##### Task inputs

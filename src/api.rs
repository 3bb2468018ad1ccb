use crate::ast::Rule;
use crate::emitter::emit_json;
use crate::error::Ctx19Error;
use crate::loader::{rules_from_json, rules_from_yaml};
use crate::parser::Parser;
use crate::render::render_rules;
use crate::serialization::{rule_to_value, yaml_value, Value};
use serde::{Serialize, Serializer};
use std::fmt::Display;
use std::io::{BufRead, Write};
use std::str::FromStr;

/// The shapes a rule set can be read from and written to.
#[derive(Debug, Clone, Copy, PartialEq, Eq, Default)]
pub enum Format {
    #[default]
    Json,
    Yaml,
    /// The tab-indented source format itself, normalized.
    Ctx19,
}

impl FromStr for Format {
    type Err = String;

    fn from_str(s: &str) -> Result<Self, Self::Err> {
        match s.to_ascii_lowercase().as_str() {
            "json" => Ok(Format::Json),
            "yaml" | "yml" => Ok(Format::Yaml),
            "ctx19" => Ok(Format::Ctx19),
            other => Err(format!(
                "unknown format `{other}` (expected json, yaml or ctx19)"
            )),
        }
    }
}

impl Display for Format {
    fn fmt(&self, f: &mut std::fmt::Formatter<'_>) -> std::fmt::Result {
        let name = match self {
            Format::Json => "json",
            Format::Yaml => "yaml",
            Format::Ctx19 => "ctx19",
        };
        write!(f, "{name}")
    }
}

/// Every rule of a source file, held in memory.
#[derive(Debug, Clone, PartialEq)]
pub struct RuleSet {
    pub rules: Vec<Rule>,
}

impl Serialize for RuleSet {
    fn serialize<S>(&self, serializer: S) -> Result<S::Ok, S::Error>
    where
        S: Serializer,
    {
        self.to_value().serialize(serializer)
    }
}

impl RuleSet {
    /// Reads rules back from the JSON shape [`RuleSet::to_json`] writes.
    ///
    /// Number values keep their text. Selectors get the ordinal word for
    /// positions 1 to 5 and a numeric ordinal above that; `end`,
    /// `beginning` and `token` at position 1 stay bare.
    ///
    /// # Errors
    /// `Ctx19Error::Json` if the document is not that shape,
    /// `Ctx19Error::InvalidRule` if a rule has no ctx19 spelling.
    pub fn from_json(text: &str) -> Result<Self, Ctx19Error> {
        Ok(RuleSet {
            rules: rules_from_json(text)?,
        })
    }

    /// Like [`RuleSet::from_json`], for the YAML shape.
    ///
    /// # Errors
    /// `Ctx19Error::Yaml` or `Ctx19Error::InvalidRule`.
    pub fn from_yaml(text: &str) -> Result<Self, Ctx19Error> {
        Ok(RuleSet {
            rules: rules_from_yaml(text)?,
        })
    }

    /// The rule set as a JSON-shaped array, one object per rule.
    #[must_use]
    pub fn to_value(&self) -> Value {
        Value::Array(self.rules.iter().map(rule_to_value).collect())
    }

    /// Serializes the rules into a pretty-printed JSON string.
    ///
    /// # Errors
    /// Returns a `serde_json::Error` if serialization fails.
    pub fn to_json(&self) -> Result<String, serde_json::Error> {
        serde_json::to_string_pretty(&self)
    }

    /// Serializes the rules into a YAML string.
    ///
    /// # Errors
    /// Returns a `serde_yaml::Error` if serialization fails.
    pub fn to_yaml(&self) -> Result<String, serde_yaml::Error> {
        serde_yaml::to_string(&yaml_value(&self.to_value()))
    }

    /// Renders the rules back into the source format.
    #[must_use]
    pub fn to_ctx19(&self) -> String {
        render_rules(&self.rules)
    }

    /// Writes the rules to `output` in `format`.
    ///
    /// # Errors
    /// Returns a `Ctx19Error` if encoding or writing fails.
    pub fn write_to<W: Write>(&self, mut output: W, format: Format) -> Result<(), Ctx19Error> {
        match format {
            Format::Json => {
                serde_json::to_writer_pretty(&mut output, self)?;
                output.write_all(b"\n")?;
            }
            Format::Yaml => serde_yaml::to_writer(&mut output, &yaml_value(&self.to_value()))?,
            Format::Ctx19 => output.write_all(self.to_ctx19().as_bytes())?,
        }
        output.flush()?;
        Ok(())
    }

    #[must_use]
    pub fn len(&self) -> usize {
        self.rules.len()
    }

    #[must_use]
    pub fn is_empty(&self) -> bool {
        self.rules.is_empty()
    }
}

/// Parses a whole rule file held in memory.
///
/// # Arguments
///
/// * `source` - The rule file contents.
/// * `file_name` - The name shown in error reports.
///
/// # Errors
///
/// Returns a `Ctx19Error` for the first malformed or truncated line.
pub fn parse_rules(source: &str, file_name: &str) -> Result<RuleSet, Ctx19Error> {
    let rules = Parser::new_with_name(source, file_name).parse_rules()?;
    Ok(RuleSet { rules })
}

/// Translates a rule stream into a JSON array on `output`, one rule at a
/// time, and returns how many rules were written.
///
/// # Errors
///
/// Fails on the first parse error or on any read/write failure. The output
/// is incomplete in that case.
///
/// Output is written rule by rule, but the reader keeps the input consumed
/// so far for error reports, so memory still grows with the input size.
pub fn translate<R: BufRead, W: Write>(
    input: R,
    output: W,
    file_name: &str,
) -> Result<usize, Ctx19Error> {
    emit_json(output, Parser::from_reader(input, file_name))
}

/// Like [`translate`], for any [`Format`]. Only JSON is streamed; the
/// other formats are written once the whole input has been parsed.
///
/// # Errors
///
/// See [`translate`].
pub fn translate_to<R: BufRead, W: Write>(
    input: R,
    output: W,
    file_name: &str,
    format: Format,
) -> Result<usize, Ctx19Error> {
    if format == Format::Json {
        return translate(input, output, file_name);
    }

    let rule_set = RuleSet {
        rules: Parser::from_reader(input, file_name).parse_rules()?,
    };
    rule_set.write_to(output, format)?;
    Ok(rule_set.len())
}

/// Reads rules in `from` and writes them in `to`, returning how many rules
/// were converted. ctx19 input goes through [`translate_to`]; JSON and YAML
/// input is read whole first.
///
/// # Errors
///
/// See [`translate`] and [`RuleSet::from_json`].
pub fn convert<R: BufRead, W: Write>(
    mut input: R,
    output: W,
    file_name: &str,
    from: Format,
    to: Format,
) -> Result<usize, Ctx19Error> {
    let mut text = String::new();
    let rule_set = match from {
        Format::Ctx19 => return translate_to(input, output, file_name, to),
        Format::Json => {
            input.read_to_string(&mut text)?;
            RuleSet::from_json(&text)?
        }
        Format::Yaml => {
            input.read_to_string(&mut text)?;
            RuleSet::from_yaml(&text)?
        }
    };
    rule_set.write_to(output, to)?;
    Ok(rule_set.len())
}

##########

◆ **Work order**
The answer should consist of the lines from the first line of the entries through the line with "no ctx19 spelling.", copied exactly.

◆ **Task output**
filename src/api.rs
repository 3bb2468018ad1ccb
use crate::ast::Rule;
use crate::emitter::emit_json;
use crate::error::Ctx19Error;
use crate::loader::{rules_from_json, rules_from_yaml};
use crate::parser::Parser;
use crate::render::render_rules;
use crate::serialization::{rule_to_value, yaml_value, Value};
use serde::{Serialize, Serializer};
use std::fmt::Display;
use std::io::{BufRead, Write};
use std::str::FromStr;

/// The shapes a rule set can be read from and written to.
#[derive(Debug, Clone, Copy, PartialEq, Eq, Default)]
pub enum Format {
    #[default]
    Json,
    Yaml,
    /// The tab-indented source format itself, normalized.
    Ctx19,
}

impl FromStr for Format {
    type Err = String;

    fn from_str(s: &str) -> Result<Self, Self::Err> {
        match s.to_ascii_lowercase().as_str() {
            "json" => Ok(Format::Json),
            "yaml" | "yml" => Ok(Format::Yaml),
            "ctx19" => Ok(Format::Ctx19),
            other => Err(format!(
                "unknown format `{other}` (expected json, yaml or ctx19)"
            )),
        }
    }
}

impl Display for Format {
    fn fmt(&self, f: &mut std::fmt::Formatter<'_>) -> std::fmt::Result {
        let name = match self {
            Format::Json => "json",
            Format::Yaml => "yaml",
            Format::Ctx19 => "ctx19",
        };
        write!(f, "{name}")
    }
}

/// Every rule of a source file, held in memory.
#[derive(Debug, Clone, PartialEq)]
pub struct RuleSet {
    pub rules: Vec<Rule>,
}

impl Serialize for RuleSet {
    fn serialize<S>(&self, serializer: S) -> Result<S::Ok, S::Error>
    where
        S: Serializer,
    {
        self.to_value().serialize(serializer)
    }
}

impl RuleSet {
    /// Reads rules back from the JSON shape [`RuleSet::to_json`] writes.
    ///
    /// Number values keep their text. Selectors get the ordinal word for
    /// positions 1 to 5 and a numeric ordinal above that; `end`,
    /// `beginning` and `token` at position 1 stay bare.
    ///
    /// # Errors
    /// `Ctx19Error::Json` if the document is not that shape,
    /// `Ctx19Error::InvalidRule` if a rule has no ctx19 spelling.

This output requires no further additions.